* _Work item_
Please return every line in the following data that includes the string "NonFinite".
==========
//! Bracketed root finding (Brent–Dekker).
//!
//! Combines bisection with secant and inverse quadratic interpolation. The
//! iterate always stays inside a sign-changing bracket, so convergence is
//! guaranteed for any continuous function with `f(a)·f(b) < 0`.

use serde::{Deserialize, Serialize};

use super::error::SolverError;

/// Tolerances for [`brent_root`].
#[derive(Debug, Clone, Copy, PartialEq, Serialize, Deserialize)]
#[serde(default)]
pub struct RootOptions {
    /// Absolute tolerance on the root.
    pub xtol: f64,
    /// Relative tolerance on the root.
    pub rtol: f64,
    /// Maximum number of iterations.
    pub max_iter: usize,
}

impl Default for RootOptions {
    fn default() -> Self {
        Self {
            xtol: 2e-12,
            rtol: 4.0 * f64::EPSILON,
            max_iter: 100,
        }
    }
}

/// A converged root.
#[derive(Debug, Clone, Copy, PartialEq, Serialize, Deserialize)]
pub struct RootResult {
    pub root: f64,
    pub iterations: usize,
    pub function_calls: usize,
}

/// Find a root of `f` in `[a, b]`.
///
/// `f(a)` and `f(b)` must have opposite signs (or one of them be zero).
pub fn brent_root<F>(mut f: F, a: f64, b: f64, opts: &RootOptions) -> Result<RootResult, SolverError>
where
    F: FnMut(f64) -> f64,
{
    if !a.is_finite() || !b.is_finite() {
        return Err(SolverError::InvalidInterval { lower: a, upper: b });
    }

    let mut xpre = a;
    let mut xcur = b;
    let mut fpre = f(xpre);
    let mut fcur = f(xcur);
    let mut calls = 2;

    if fpre.is_nan() {
        return Err(SolverError::NonFinite { x: xpre });
    }
    if fcur.is_nan() {
        return Err(SolverError::NonFinite { x: xcur });
    }
    if fpre == 0.0 {
        return Ok(RootResult {
            root: xpre,
            iterations: 0,
            function_calls: calls,
        });
    }
    if fcur == 0.0 {
        return Ok(RootResult {
            root: xcur,
            iterations: 0,
            function_calls: calls,
        });
    }
    if fpre.is_sign_negative() == fcur.is_sign_negative() {
        return Err(SolverError::NotBracketed {
            a,
            b,
            fa: fpre,
            fb: fcur,
        });
    }

    let mut xblk = 0.0;
    let mut fblk = 0.0;
    let mut spre = 0.0;
    let mut scur = 0.0;

    for iter in 0..opts.max_iter {
        if fpre != 0.0 && fcur != 0.0 && fpre.is_sign_negative() != fcur.is_sign_negative() {
            xblk = xpre;
            fblk = fpre;
            spre = xcur - xpre;
            scur = spre;
        }
        if fblk.abs() < fcur.abs() {
            xpre = xcur;
            xcur = xblk;
            xblk = xpre;

            fpre = fcur;
            fcur = fblk;
            fblk = fpre;
        }

        let delta = (opts.xtol + opts.rtol * xcur.abs()) / 2.0;
        let sbis = (xblk - xcur) / 2.0;
        if fcur == 0.0 || sbis.abs() < delta {
            return Ok(RootResult {
                root: xcur,
                iterations: iter,
                function_calls: calls,
            });
        }

        if spre.abs() > delta && fcur.abs() < fpre.abs() {
            let stry = if xpre == xblk {
                // secant
                -fcur * (xcur - xpre) / (fcur - fpre)
            } else {
                // inverse quadratic
                let dpre = (fpre - fcur) / (xpre - xcur);
                let dblk = (fblk - fcur) / (xblk - xcur);
                -fcur * (fblk * dblk - fpre * dpre) / (dblk * dpre * (fblk - fpre))
            };
            if 2.0 * stry.abs() < spre.abs().min(3.0 * sbis.abs() - delta) {
                spre = scur;
                scur = stry;
            } else {
                spre = sbis;
                scur = sbis;
            }
        } else {
            spre = sbis;
            scur = sbis;
        }

        xpre = xcur;
        fpre = fcur;
        if scur.abs() > delta {
            xcur += scur;
        } else if sbis > 0.0 {
            xcur += delta;
        } else {
            xcur -= delta;
        }

        fcur = f(xcur);
        calls += 1;
        if fcur.is_nan() {
            return Err(SolverError::NonFinite { x: xcur });
        }
    }

    Err(SolverError::MaxIterations {
        method: "brent_root",
        iterations: opts.max_iter,
    })
}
==========
* _Exercise solution_
        return Err(SolverError::NonFinite { x: xpre });
        return Err(SolverError::NonFinite { x: xcur });
            return Err(SolverError::NonFinite { x: xcur });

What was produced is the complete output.